Since the Times Square bombing attempt, I have been writing about the role of the citizen in homeland security and in particular the use (and potential) of “See Something, Say Something”-type campaigns. In the aftermath of the New York incident and the ‘Christmas Day bomber’ Umar Farouk Abdulmutallab – both foiled with the help of average citizens — officials have lauded the public’s role in homeland security. However, despite reports that the terror threat to the U.S. is increasing and experts extolling the importance of citizen awareness, there hasn’t yet been a subsequent effort to try to broaden or improve civilian involvement.

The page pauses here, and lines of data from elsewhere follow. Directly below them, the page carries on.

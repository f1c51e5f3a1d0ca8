//! Structured logging.
//!
//! Installs a global `tracing` subscriber that writes either JSON lines
//! (for log shippers) or a human-readable pretty format (for local work).
//! The level string is an [`EnvFilter`] directive, so per-crate levels such
//! as `info,trellis_middleware=debug` work.
//!
//! # Example
//!
//! ```rust,ignore
//! use trellis_telemetry::logging::{init_logging, LogConfig};
//!
//! init_logging(&LogConfig::development())?;
//! tracing::info!(path = "/items/7", "dispatching");
//! ```

use crate::error::TelemetryError;
use crate::TelemetryResult;
use serde::{Deserialize, Serialize};
use tracing_subscriber::fmt::format::FmtSpan;
use tracing_subscriber::layer::SubscriberExt;
use tracing_subscriber::util::SubscriberInitExt;
use tracing_subscriber::{EnvFilter, Layer};

/// Output format for log lines.
#[derive(Debug, Clone, Copy, PartialEq, Eq, Default, Serialize, Deserialize)]
#[serde(rename_all = "lowercase")]
pub enum LogFormat {
    /// One JSON object per line.
    #[default]
    Json,
    /// Multi-line, colored output.
    Pretty,
}

/// Logging configuration.
#[derive(Debug, Clone)]
pub struct LogConfig {
    /// Whether to install a subscriber at all.
    pub enabled: bool,

    /// Filter directive, e.g. `info` or `warn,trellis=debug`.
    pub level: String,

    /// Output format.
    pub format: LogFormat,

    /// Emit span open/close events.
    pub span_events: bool,

    /// Include source file and line.
    pub file_line_info: bool,

    /// Include the event target (module path).
    pub include_target: bool,
}

impl Default for LogConfig {
    fn default() -> Self {
        Self {
            enabled: true,
            level: "info".to_string(),
            format: LogFormat::Json,
            span_events: false,
            file_line_info: false,
            include_target: true,
        }
    }
}

impl LogConfig {
    /// Verbose, pretty output for local development.
    #[must_use]
    pub fn development() -> Self {
        Self {
            level: "debug".to_string(),
            format: LogFormat::Pretty,
            span_events: true,
            file_line_info: true,
            ..Self::default()
        }
    }

    /// JSON output at `info`.
    #[must_use]
    pub fn production() -> Self {
        Self::default()
    }
}

/// Installs the global subscriber described by `config`.
///
/// Returns [`TelemetryError::LoggingInit`] if the filter is invalid or a
/// global subscriber is already set.
pub fn init_logging(config: &LogConfig) -> TelemetryResult<()> {
    if !config.enabled {
        return Ok(());
    }

    let filter = create_env_filter(&config.level)?;

    let span_events = if config.span_events {
        FmtSpan::NEW | FmtSpan::CLOSE
    } else {
        FmtSpan::NONE
    };

    let fmt_layer = tracing_subscriber::fmt::layer()
        .with_span_events(span_events)
        .with_file(config.file_line_info)
        .with_line_number(config.file_line_info)
        .with_target(config.include_target);

    let layer = match config.format {
        LogFormat::Json => fmt_layer.json().with_filter(filter).boxed(),
        LogFormat::Pretty => fmt_layer.pretty().with_filter(filter).boxed(),
    };

    tracing_subscriber::registry()
        .with(layer)
        .try_init()
        .map_err(|e| TelemetryError::LoggingInit(e.to_string()))
}

/// Parses a filter directive.
pub fn create_env_filter(filter: &str) -> TelemetryResult<EnvFilter> {
    EnvFilter::try_new(filter)
        .map_err(|e| TelemetryError::LoggingInit(format!("Invalid log level '{filter}': {e}")))
}

#[cfg(test)]
mod tests {
    use super::*;

    #[test]
    fn test_default_config() {
        let config = LogConfig::default();
        assert!(config.enabled);
        assert_eq!(config.format, LogFormat::Json);
        assert_eq!(config.level, "info");
    }

    #[test]
    fn test_development_config() {
        let config = LogConfig::development();
        assert_eq!(config.format, LogFormat::Pretty);
        assert!(config.span_events);
        assert!(config.file_line_info);
        assert_eq!(config.level, "debug");
    }

    #[test]
    fn test_create_env_filter() {
        assert!(create_env_filter("info").is_ok());
        assert!(create_env_filter("warn,trellis_middleware=debug").is_ok());
        assert!(create_env_filter("trellis=notalevel").is_err());
    }

    #[test]
    fn test_disabled_logging() {
        let config = LogConfig {
            enabled: false,
            ..Default::default()
        };
        assert!(init_logging(&config).is_ok());
    }
}
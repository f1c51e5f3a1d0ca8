//! Segment patterns and the full/prefix matcher.

use crate::params::Params;
use crate::uri::{build_path, parse_path};
use smallvec::SmallVec;
use std::fmt;

/// Patterns rarely exceed this many segments; longer ones spill to the heap.
const INLINE_SEGMENTS: usize = 4;

/// One segment of a registered pattern.
#[derive(Debug, Clone, PartialEq, Eq)]
pub enum Segment {
    /// Must equal the path segment verbatim.
    Literal(String),
    /// `*`: matches any single non-empty segment.
    Wildcard,
    /// `:name`: matches any single non-empty segment and binds it to `name`.
    Param(String),
}

impl Segment {
    fn parse(raw: &str) -> Self {
        if raw == "*" {
            Self::Wildcard
        } else if let Some(name) = raw.strip_prefix(':').filter(|n| !n.is_empty()) {
            Self::Param(name.to_string())
        } else {
            Self::Literal(raw.to_string())
        }
    }

    fn matches(&self, segment: &str) -> bool {
        if segment.is_empty() {
            return false;
        }
        match self {
            Self::Literal(literal) => literal == segment,
            Self::Wildcard | Self::Param(_) => true,
        }
    }
}

impl fmt::Display for Segment {
    fn fmt(&self, f: &mut fmt::Formatter<'_>) -> fmt::Result {
        match self {
            Self::Literal(literal) => f.write_str(literal),
            Self::Wildcard => f.write_str("*"),
            Self::Param(name) => write!(f, ":{name}"),
        }
    }
}

/// A path pattern parsed once at registration time.
///
/// An empty pattern is the root mount: it prefix-matches every path and
/// fully matches only the root path.
///
/// # Example
///
/// ```rust
/// use trellis_router::PathPattern;
///
/// let pattern = PathPattern::parse("/users/:id");
/// let path = ["users", "42", "posts"];
///
/// assert!(!pattern.matches_full(&path));
/// assert!(pattern.matches_prefix(&path));
/// assert_eq!(pattern.extract_params(&path).get("id"), Some("42"));
/// assert_eq!(pattern.relative_path(&path), &["posts"]);
/// ```
#[derive(Debug, Clone, PartialEq, Eq, Default)]
pub struct PathPattern {
    segments: SmallVec<[Segment; INLINE_SEGMENTS]>,
}

impl PathPattern {
    /// Parses a pattern string such as `/items/:id/*`.
    #[must_use]
    pub fn parse(pattern: &str) -> Self {
        Self {
            segments: parse_path(pattern)
                .iter()
                .map(|s| Segment::parse(s))
                .collect(),
        }
    }

    /// The root pattern, matching everything as a prefix.
    #[must_use]
    pub fn root() -> Self {
        Self::default()
    }

    /// Returns true for the root (empty) pattern.
    #[must_use]
    pub fn is_root(&self) -> bool {
        self.segments.is_empty()
    }

    /// Number of segments in the pattern.
    #[must_use]
    pub fn len(&self) -> usize {
        self.segments.len()
    }

    /// Returns true if the pattern has no segments.
    #[must_use]
    pub fn is_empty(&self) -> bool {
        self.segments.is_empty()
    }

    /// The parsed segments.
    #[must_use]
    pub fn segments(&self) -> &[Segment] {
        &self.segments
    }

    /// Names of all parameters declared by this pattern, in order.
    pub fn param_names(&self) -> impl Iterator<Item = &str> {
        self.segments.iter().filter_map(|s| match s {
            Segment::Param(name) => Some(name.as_str()),
            _ => None,
        })
    }

    /// Segment-for-segment match of the whole path.
    #[must_use]
    pub fn matches_full<S: AsRef<str>>(&self, path: &[S]) -> bool {
        self.segments.len() == path.len() && self.matches_leading(path)
    }

    /// Matches when the pattern is a segment-wise prefix of `path`.
    #[must_use]
    pub fn matches_prefix<S: AsRef<str>>(&self, path: &[S]) -> bool {
        self.segments.len() <= path.len() && self.matches_leading(path)
    }

    /// Collects `name -> segment` for every `:name` position.
    ///
    /// Only meaningful after a successful full or prefix match. A pattern
    /// that declares the same name twice binds the later position.
    #[must_use]
    pub fn extract_params<S: AsRef<str>>(&self, path: &[S]) -> Params {
        let mut params = Params::new();
        for (pattern, segment) in self.segments.iter().zip(path) {
            if let Segment::Param(name) = pattern {
                params.insert(name.as_str(), segment.as_ref());
            }
        }
        params
    }

    /// The unmatched remainder of `path` after this pattern's prefix.
    #[must_use]
    pub fn relative_path<'p, S>(&self, path: &'p [S]) -> &'p [S] {
        path.get(self.segments.len()..).unwrap_or(&[])
    }

    fn matches_leading<S: AsRef<str>>(&self, path: &[S]) -> bool {
        self.segments
            .iter()
            .zip(path)
            .all(|(pattern, segment)| pattern.matches(segment.as_ref()))
    }
}

impl fmt::Display for PathPattern {
    fn fmt(&self, f: &mut fmt::Formatter<'_>) -> fmt::Result {
        let rendered: Vec<String> = self.segments.iter().map(ToString::to_string).collect();
        f.write_str(&build_path(&rendered))
    }
}

impl From<&str> for PathPattern {
    fn from(pattern: &str) -> Self {
        Self::parse(pattern)
    }
}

There are some training materials for citizens that are publicly available which have had limited release, but government officials are not publicizing them widely. It’s as if we’re only going halfway on citizen involvement even with the new emphasis on the public’s role and the rising threat. One of the resources is a video I recently posted produced by the U.S. Department of Homeland Security, “What’s in Store: Ordinary People, Extraordinary Events,” aimed at helping employees spot suspicious activity. This video was made for the retail industry, but the “suspicious activity” examples shown include mall customers making observations, and so it would be useful for any citizen to see.

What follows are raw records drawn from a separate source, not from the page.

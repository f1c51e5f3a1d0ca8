//! Ordered middleware chain.
//!
//! The chain is an explicit loop over an index into the registered mounts.
//! The index only moves forward: each step scans from the current position
//! for the first mount whose pattern prefix-matches the request path, runs
//! it, and resumes after it. Registration order is dispatch priority.
//!
//! ```text
//!  mounts:   [ /       ] [ /a      ] [ /b ] [ /a/:id ]
//!  request:  /a/7
//!            ──run──────  ──run────   skip   ──run────  → Exhausted
//! ```

use crate::middleware::{Flow, Middleware};
use std::fmt;
use std::sync::Arc;
use trellis_core::{catch_panic, Request, Response};
use trellis_router::PathPattern;

/// A type-erased middleware that can be stored in a vector.
pub type BoxedMiddleware = Arc<dyn Middleware>;

/// How a chain run ended.
#[derive(Debug, Clone, PartialEq, Eq)]
pub enum ChainOutcome {
    /// No further middleware matched; routing should take over.
    Exhausted,
    /// The response was sent, by a middleware or by the chain after a failure.
    Sent,
    /// A middleware halted without sending.
    Halted {
        /// Name of the middleware that halted.
        by: String,
    },
}

struct Mount {
    pattern: PathPattern,
    middleware: BoxedMiddleware,
}

/// Middleware in registration order, each with its mount pattern.
#[derive(Default)]
pub struct MiddlewareChain {
    mounts: Vec<Mount>,
}

impl fmt::Debug for MiddlewareChain {
    fn fmt(&self, f: &mut fmt::Formatter<'_>) -> fmt::Result {
        f.debug_list()
            .entries(
                self.mounts
                    .iter()
                    .map(|m| format!("{} {}", m.pattern, m.middleware.name())),
            )
            .finish()
    }
}

impl MiddlewareChain {
    /// Creates an empty chain.
    pub fn new() -> Self {
        Self::default()
    }

    /// Appends a middleware mounted at `pattern`.
    pub fn push(&mut self, pattern: PathPattern, middleware: BoxedMiddleware) {
        self.mounts.push(Mount {
            pattern,
            middleware,
        });
    }

    /// Number of mounts.
    pub fn len(&self) -> usize {
        self.mounts.len()
    }

    /// Returns true if nothing is mounted.
    pub fn is_empty(&self) -> bool {
        self.mounts.is_empty()
    }

    /// Mount patterns in registration order.
    pub fn patterns(&self) -> impl Iterator<Item = &PathPattern> {
        self.mounts.iter().map(|m| &m.pattern)
    }

    /// Runs every matching middleware in order until one stops the chain.
    ///
    /// Before each middleware runs, the request's path split is moved to the
    /// end of the matched prefix and the prefix's parameters are merged into
    /// the path parameters. A middleware that fails or panics gets the
    /// response replaced with an empty 500 unless it was already sent.
    pub fn run(&self, req: &mut Request, res: &mut Response) -> ChainOutcome {
        let mut index = 0;

        loop {
            if res.is_sent() {
                return ChainOutcome::Sent;
            }

            let Some(mount) = self.next_match(&mut index, req) else {
                return ChainOutcome::Exhausted;
            };

            let params = mount.pattern.extract_params(req.path_segments());
            req.apply_match(mount.pattern.len(), params);

            let name = mount.middleware.name();
            tracing::debug!(
                middleware = name,
                mount = %mount.pattern,
                relative = %req.relative_path(),
                "running middleware"
            );

            match catch_panic(|| mount.middleware.handle(req, res)) {
                Ok(Flow::Continue) => {}
                Ok(Flow::Halt) => {
                    if res.is_sent() {
                        return ChainOutcome::Sent;
                    }
                    tracing::debug!(middleware = name, "middleware halted without sending");
                    return ChainOutcome::Halted {
                        by: name.to_string(),
                    };
                }
                Err(err) => {
                    tracing::error!(middleware = name, error = %err, "middleware failed");
                    if !res.is_sent() {
                        res.send_error(500);
                    }
                    return ChainOutcome::Sent;
                }
            }
        }
    }

    fn next_match(&self, index: &mut usize, req: &Request) -> Option<&Mount> {
        let path = req.path_segments();
        let offset = self.mounts[*index..]
            .iter()
            .position(|m| m.pattern.matches_prefix(path))?;
        let position = *index + offset;
        *index = position + 1;
        self.mounts.get(position)
    }
}

#[cfg(test)]
mod tests {
    use super::*;
    use crate::middleware::{halt, next, FnMiddleware, MiddlewareResult};
    use std::sync::Mutex;
    use trellis_core::HttpMethod;

    fn recorder(
        log: &Arc<Mutex<Vec<String>>>,
        label: &'static str,
    ) -> BoxedMiddleware {
        let log = Arc::clone(log);
        Arc::new(FnMiddleware::new(label, move |req: &mut Request, _: &mut Response| {
            log.lock().unwrap().push(format!("{label}:{}", req.relative_path()));
            next()
        }))
    }

    fn run(chain: &MiddlewareChain, target: &str) -> (Request, Response, ChainOutcome) {
        let mut req = Request::new(HttpMethod::Get, target).unwrap();
        let mut res = Response::new();
        let outcome = chain.run(&mut req, &mut res);
        (req, res, outcome)
    }

    #[test]
    fn test_empty_chain_is_exhausted() {
        let chain = MiddlewareChain::new();
        let (_, res, outcome) = run(&chain, "/anything");
        assert_eq!(outcome, ChainOutcome::Exhausted);
        assert!(!res.is_sent());
    }

    #[test]
    fn test_runs_matching_mounts_in_order() {
        let log = Arc::new(Mutex::new(Vec::new()));
        let mut chain = MiddlewareChain::new();
        chain.push(PathPattern::root(), recorder(&log, "root"));
        chain.push(PathPattern::parse("/a"), recorder(&log, "a"));
        chain.push(PathPattern::parse("/b"), recorder(&log, "b"));
        chain.push(PathPattern::parse("/a/b"), recorder(&log, "ab"));

        let (_, _, outcome) = run(&chain, "/a/b/c");
        assert_eq!(outcome, ChainOutcome::Exhausted);
        assert_eq!(
            *log.lock().unwrap(),
            vec!["root:/a/b/c", "a:/b/c", "ab:/c"]
        );
    }

    #[test]
    fn test_halt_without_send_is_reported() {
        let mut chain = MiddlewareChain::new();
        chain.push(
            PathPattern::root(),
            Arc::new(FnMiddleware::new("gate", |_: &mut Request, _: &mut Response| halt())),
        );
        let log = Arc::new(Mutex::new(Vec::new()));
        chain.push(PathPattern::root(), recorder(&log, "after"));

        let (_, res, outcome) = run(&chain, "/");
        assert_eq!(
            outcome,
            ChainOutcome::Halted {
                by: "gate".to_string()
            }
        );
        assert!(!res.is_sent());
        assert!(log.lock().unwrap().is_empty());
    }

    #[test]
    fn test_send_stops_chain_even_when_continuing() {
        let mut chain = MiddlewareChain::new();
        chain.push(
            PathPattern::root(),
            Arc::new(|_: &mut Request, res: &mut Response| -> MiddlewareResult {
                res.send_text("early");
                next()
            }),
        );
        let log = Arc::new(Mutex::new(Vec::new()));
        chain.push(PathPattern::root(), recorder(&log, "late"));

        let (_, res, outcome) = run(&chain, "/");
        assert_eq!(outcome, ChainOutcome::Sent);
        assert_eq!(res.status(), 200);
        assert!(log.lock().unwrap().is_empty());
    }

    #[test]
    fn test_error_sends_empty_500() {
        let mut chain = MiddlewareChain::new();
        chain.push(
            PathPattern::root(),
            Arc::new(|_: &mut Request, res: &mut Response| -> MiddlewareResult {
                res.set_status(201).set_body("partial");
                Err(anyhow::anyhow!("nope"))
            }),
        );

        let (_, res, outcome) = run(&chain, "/");
        assert_eq!(outcome, ChainOutcome::Sent);
        assert_eq!(res.status(), 500);
        assert!(res.body().is_none());
        assert!(res.is_sent());
    }

    #[test]
    fn test_error_after_send_keeps_response() {
        let mut chain = MiddlewareChain::new();
        chain.push(
            PathPattern::root(),
            Arc::new(|_: &mut Request, res: &mut Response| -> MiddlewareResult {
                res.send_text("done");
                Err(anyhow::anyhow!("late failure"))
            }),
        );

        let (_, res, _) = run(&chain, "/");
        assert_eq!(res.status(), 200);
        assert!(res.body().is_some());
    }

    #[test]
    fn test_panic_is_treated_as_error() {
        let mut chain = MiddlewareChain::new();
        chain.push(
            PathPattern::root(),
            Arc::new(|_: &mut Request, _: &mut Response| -> MiddlewareResult {
                panic!("middleware bug")
            }),
        );

        let (_, res, outcome) = run(&chain, "/");
        assert_eq!(outcome, ChainOutcome::Sent);
        assert_eq!(res.status(), 500);
    }

    #[test]
    fn test_mount_params_are_merged() {
        let mut chain = MiddlewareChain::new();
        let seen = Arc::new(Mutex::new(None));
        let sink = Arc::clone(&seen);
        chain.push(
            PathPattern::parse("/users/:id"),
            Arc::new(move |req: &mut Request, _: &mut Response| -> MiddlewareResult {
                *sink.lock().unwrap() = req.path_param("id").map(str::to_string);
                next()
            }),
        );

        let (req, _, _) = run(&chain, "/users/42/posts");
        assert_eq!(seen.lock().unwrap().as_deref(), Some("42"));
        assert_eq!(req.path_param("id"), Some("42"));
        assert_eq!(req.relative_path(), "/posts");
    }

    #[test]
    fn test_longer_mount_than_path_is_skipped() {
        let log = Arc::new(Mutex::new(Vec::new()));
        let mut chain = MiddlewareChain::new();
        chain.push(PathPattern::parse("/a/b/c"), recorder(&log, "deep"));

        let (_, _, outcome) = run(&chain, "/a/b");
        assert_eq!(outcome, ChainOutcome::Exhausted);
        assert!(log.lock().unwrap().is_empty());
    }

    #[test]
    fn test_debug_lists_mounts() {
        let log = Arc::new(Mutex::new(Vec::new()));
        let mut chain = MiddlewareChain::new();
        chain.push(PathPattern::parse("/api"), recorder(&log, "api"));
        assert_eq!(format!("{chain:?}"), r#"["/api api"]"#);
        assert_eq!(chain.len(), 1);
        assert_eq!(chain.patterns().count(), 1);
    }
}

DHS’ “suspicious behavior” training video, “What’s In Store: Ordinary People, Extraordinary Events” (above)


Another useful ‘tips’ video was produced by the Denver’s Center for Empowered Living & Learning (CELL), “Recognizing 8 Signs of Terrorism,” narrated by former NFL star quarterback John Elway to help citizens identify signs of terrorist activity.


“Recognizing 8 Signs of Terrorism” video (above)

Both of these videos are publicly available, but neither has been highlighted by officials nor has their specific content been widely distributed. One major city, however, has launched a major public awareness/tips campaign with more specifics. The Los Angeles Police Department’s iWatch program offers a list of “suspicious behaviors” that citizens should be aware of along with a series of videos.

 
Los Angeles Police Department iWatch community training video (above)

There is a major caveat in any expansion of the citizen role. It is crucial that in empowering the public to play a role in the nation’s homeland security that we do not overdo things. There is a balance between informed/engaged and paranoid/overaggressive. However, I think is important that if indeed security officials believe that average citizens are integral to the nation’s safety then they should further educate them so they can be the most useful. The initiatives listed above offer the kind of information and training that I think would be helpful, and I hope that officials will begin broadening their use to the citizenry.